– И это конец восьмидесятых – начало девяностых, да?
– Да. И я начинал служить в 1990-е годы, когда церкви отдавались массово, священников не хватало и кого только не рукополагали. Оглядываясь сейчас на это время, с ужасом вижу картину: мы, молодые священники, были просто пушечным мясом. Вы не представляете, какое количество из нас, рукоположенных в тот период, потом были запрещены в служении, бросили священство, ушли из церкви… Понимаете, мы стали священниками на высокой романтической ноте, но совсем не были подготовлены ни нравственно, ни морально, ни богословски. А это девяностые, сложное время, когда не просто никто ничего не понимал, а когда жизнь священника – это одновременно и страшная, ужасная, безнадежная нищета, и противостояние всему миру. Это храмы, превращенные в туалеты. Это люди, тоже превращенные в туалеты. И зловоние такое, с которым человек вообще не может справиться: священники, мои друзья, сходили с ума, срывались, отчаивались.
Думаю, мы не были готовы лицом к лицу столкнуться с реальным миром, с людьми, которые к нам шли.
Не все из нас были рукоположены в центральных городах, где приходы состояли сплошь из интеллигенции. Да и интеллигенция в те годы была ого-го какая – советская; с такими вывертами, с такими знаниями и с такой путаницей из религии, оккультизма и эзотерики в голове, что так, с наскоку, не распутаешь.
– И вас куда отправили?
– В Каширу. Это сто первый километр от Москвы, понимаете? Ни одного вообще трезвого мужчины на приход. Мне тридцать лет. Я только-только рукоположился, у меня только-только родился ребенок. И вот матушка идет с одной из женщин, которые в церкви помогают, по городу Кашире с коляской, в которой малыш, и эта баба Галя говорит моей Машеньке: «А вот тут вот муж жену топором убил в этом доме. А в этом доме жена мужа отравила. А здесь сын отца топором зарубил». И прогулочка такая по всему городу. Маша возвращается, у нее волосы дыбом и слезы в глазах. «Поехали отсюда, поехали, пожалуйста. Мне здесь страшно жить». А куда мы поедем?

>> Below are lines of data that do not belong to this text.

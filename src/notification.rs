//! Notification events, payloads and the transport collaborator.
//!
//! A transport delivers three kinds of events (foreground receipt, tap from
//! background, cold start from a notification) through a [`Subscription`].
//! Subscriptions are scoped: dropping the handle unsubscribes, so a panic or
//! early return in the owner still releases it.

use crate::debug_log;
use crate::lifecycle::lock;
use async_trait::async_trait;
use serde::{Deserialize, Serialize};
use serde_json::Value;
use std::collections::BTreeMap;
use std::sync::Mutex;
use tokio::sync::mpsc;

// ============================================================================
// NotificationPayload
// ============================================================================

/// The `data` mapping of a notification.
///
/// Values are JSON scalars; ids often arrive as numbers from one backend
/// and strings from another, so [`get_str`](Self::get_str) accepts both.
///
/// ```
/// use ledger_navigator::NotificationPayload;
///
/// let payload = NotificationPayload::from_pairs([("screen", "transaction"), ("id", "42")]);
/// assert_eq!(payload.get_str("id").as_deref(), Some("42"));
/// ```
#[derive(Debug, Clone, Default, PartialEq, Serialize, Deserialize)]
#[serde(transparent)]
pub struct NotificationPayload(BTreeMap<String, Value>);

impl NotificationPayload {
    pub fn new() -> Self {
        Self::default()
    }

    /// Build a payload of string values.
    pub fn from_pairs<I, K, V>(pairs: I) -> Self
    where
        I: IntoIterator<Item = (K, V)>,
        K: Into<String>,
        V: Into<String>,
    {
        Self(
            pairs
                .into_iter()
                .map(|(k, v)| (k.into(), Value::String(v.into())))
                .collect(),
        )
    }

    /// Take the `data` object of a raw notification body.
    ///
    /// Returns an empty payload when `data` is missing or not an object.
    pub fn from_notification(body: &Value) -> Self {
        match body.get("data") {
            Some(Value::Object(map)) => Self(map.clone().into_iter().collect()),
            _ => Self::default(),
        }
    }

    #[must_use]
    pub fn with(mut self, key: impl Into<String>, value: impl Into<Value>) -> Self {
        self.insert(key, value);
        self
    }

    pub fn insert(&mut self, key: impl Into<String>, value: impl Into<Value>) {
        self.0.insert(key.into(), value.into());
    }

    pub fn get(&self, key: &str) -> Option<&Value> {
        self.0.get(key)
    }

    /// Scalar value as text. Strings are trimmed; empty strings, null,
    /// arrays and objects yield `None`.
    pub fn get_str(&self, key: &str) -> Option<String> {
        match self.0.get(key)? {
            Value::String(s) => {
                let s = s.trim();
                (!s.is_empty()).then(|| s.to_string())
            }
            Value::Number(n) => Some(n.to_string()),
            Value::Bool(b) => Some(b.to_string()),
            Value::Null | Value::Array(_) | Value::Object(_) => None,
        }
    }

    pub fn is_empty(&self) -> bool {
        self.0.is_empty()
    }

    pub fn len(&self) -> usize {
        self.0.len()
    }
}

// ============================================================================
// NotificationEvent
// ============================================================================

/// How a notification reached the app.
#[derive(Debug, Clone, Copy, PartialEq, Eq)]
pub enum EventKind {
    /// Arrived while the app was in the foreground.
    Received,
    /// Tapped while the app was in the background.
    Opened,
    /// The app was cold-started from the notification.
    AppLaunchedFrom,
}

#[derive(Debug, Clone, PartialEq)]
pub struct NotificationEvent {
    pub kind: EventKind,
    pub payload: NotificationPayload,
}

impl NotificationEvent {
    pub fn new(kind: EventKind, payload: NotificationPayload) -> Self {
        Self { kind, payload }
    }

    pub fn received(payload: NotificationPayload) -> Self {
        Self::new(EventKind::Received, payload)
    }

    pub fn opened(payload: NotificationPayload) -> Self {
        Self::new(EventKind::Opened, payload)
    }

    pub fn launched(payload: NotificationPayload) -> Self {
        Self::new(EventKind::AppLaunchedFrom, payload)
    }
}

// ============================================================================
// Transport
// ============================================================================

/// The external push-notification transport.
#[async_trait]
pub trait NotificationTransport: Send + Sync {
    /// Subscribe to received/opened/launched events.
    fn subscribe(&self) -> Subscription;

    /// One-time pull: the notification the app was launched from, if any.
    async fn take_launch_notification(&self) -> Option<NotificationPayload>;
}

/// Scoped subscription handle. Dropping it unsubscribes.
#[derive(Debug)]
pub struct Subscription {
    events: mpsc::UnboundedReceiver<NotificationEvent>,
}

impl Subscription {
    pub fn new(events: mpsc::UnboundedReceiver<NotificationEvent>) -> Self {
        Self { events }
    }

    /// Next event in delivery order, or `None` once the transport is gone.
    pub async fn next(&mut self) -> Option<NotificationEvent> {
        self.events.recv().await
    }

    /// Next already-delivered event, without waiting.
    pub fn try_next(&mut self) -> Option<NotificationEvent> {
        self.events.try_recv().ok()
    }

    /// Unsubscribe explicitly.
    pub fn release(self) {}
}

impl Drop for Subscription {
    fn drop(&mut self) {
        self.events.close();
        debug_log!("Notification subscription released");
    }
}

/// In-process transport that fans events out to live subscriptions.
#[derive(Debug, Default)]
pub struct LocalTransport {
    subscribers: Mutex<Vec<mpsc::UnboundedSender<NotificationEvent>>>,
    launch: Mutex<Option<NotificationPayload>>,
}

impl LocalTransport {
    pub fn new() -> Self {
        Self::default()
    }

    /// Record the notification the app is being launched from.
    pub fn set_launch_notification(&self, payload: NotificationPayload) {
        *lock(&self.launch) = Some(payload);
    }

    /// Deliver an event; returns how many subscriptions received it.
    pub fn emit(&self, event: NotificationEvent) -> usize {
        let mut subscribers = lock(&self.subscribers);
        subscribers.retain(|tx| tx.send(event.clone()).is_ok());
        subscribers.len()
    }

    pub fn subscriber_count(&self) -> usize {
        let mut subscribers = lock(&self.subscribers);
        subscribers.retain(|tx| !tx.is_closed());
        subscribers.len()
    }
}

#[async_trait]
impl NotificationTransport for LocalTransport {
    fn subscribe(&self) -> Subscription {
        let (tx, rx) = mpsc::unbounded_channel();
        lock(&self.subscribers).push(tx);
        Subscription::new(rx)
    }

    async fn take_launch_notification(&self) -> Option<NotificationPayload> {
        lock(&self.launch).take()
    }
}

Если честно, то тяжелейший крест оказался. Для меня эти три года в Кашире – это почти вся моя жизнь. По времени – меньше жизни, которая оказалась впереди и которая была прежде. Но по опыту, по переживанию и по тяжести – гораздо больше.
– Чему вас эта жизнь научила?
– Жалеть людей. Знаете, ведь, говоря по чести, кем я пришел туда? Тридцатилетним московским интеллигентиком с завышенным пониманием о себе и с такой же меркой к людям. Ох, сколько я дров там наломал в первое время. И как они меня вытерпели, эти несчастные женщины каширские, как я их за это благодарю, как люблю! Они меня научили самому главному и самому простому: вначале надо просто понять и пожалеть. А остальное – потом. Я сейчас думаю, что с этого на самом деле всё во мне нормальное и начиналось.
– И сейчас – то же? Сейчас такие же смущенные временем люди приходят? И тоже: понять и пожалеть?
– Очень разные люди приходят теперь в храм. Когда приходят молодые люди – их много, они приходят с огромным количеством вопросов непонимания мира и себя. Они совершенно дезориентированы: немыслимое количество информации, уйма правд и истин – взаимоисключающих. И люди теряются, отступают…
Другие приходят люди с непониманием Бога после пережитой трагедии. И их очень много. То есть, понимаете, есть люди, для которых вопрос потери близкого и пережитой трагедии настолько болезненный, что они исключают его из повседневной жизни, но продолжают жить в трагедии неответа. А другие не могут жить так и идут в церковь. И это никакая не вера, конечно. Это вопрос обвинений к Богу.
– А вы со своим вопросом как справились?
[40]– Никак.
– Вы не ответили, но и не закопали его?
– Я не закопал его, конечно, но я просто больше его не задаю. Потому что еще до того, как я смог этот вопрос задать, сформулировать, я уже получил ответ и принял его. Вся моя сегодняшняя жизнь до конца дней будет пониманием этого ответа, который не решение задачки в формате: «ответ на такой-то странице».
– Хотя как раз такого ответа любой бы человек и ждал.
– Когда Бог отвечает на твой вопрос, он не отвечает тебе сиюминутно, но он дает тебе понять, что вот есть открытая дверь. Если ты в нее войдешь, то ответ будет. Для меня еще тогда эта дверь открылась. И я думаю, что буду идти всё дальше и дальше и этот ответ будет открываться. Потому что не бывает быстрых ответов на сложные вопросы, но, если ты увидишь открытую дверь, значит, ты сможешь в нее войти.
– Вы часто свой пример приводите людям?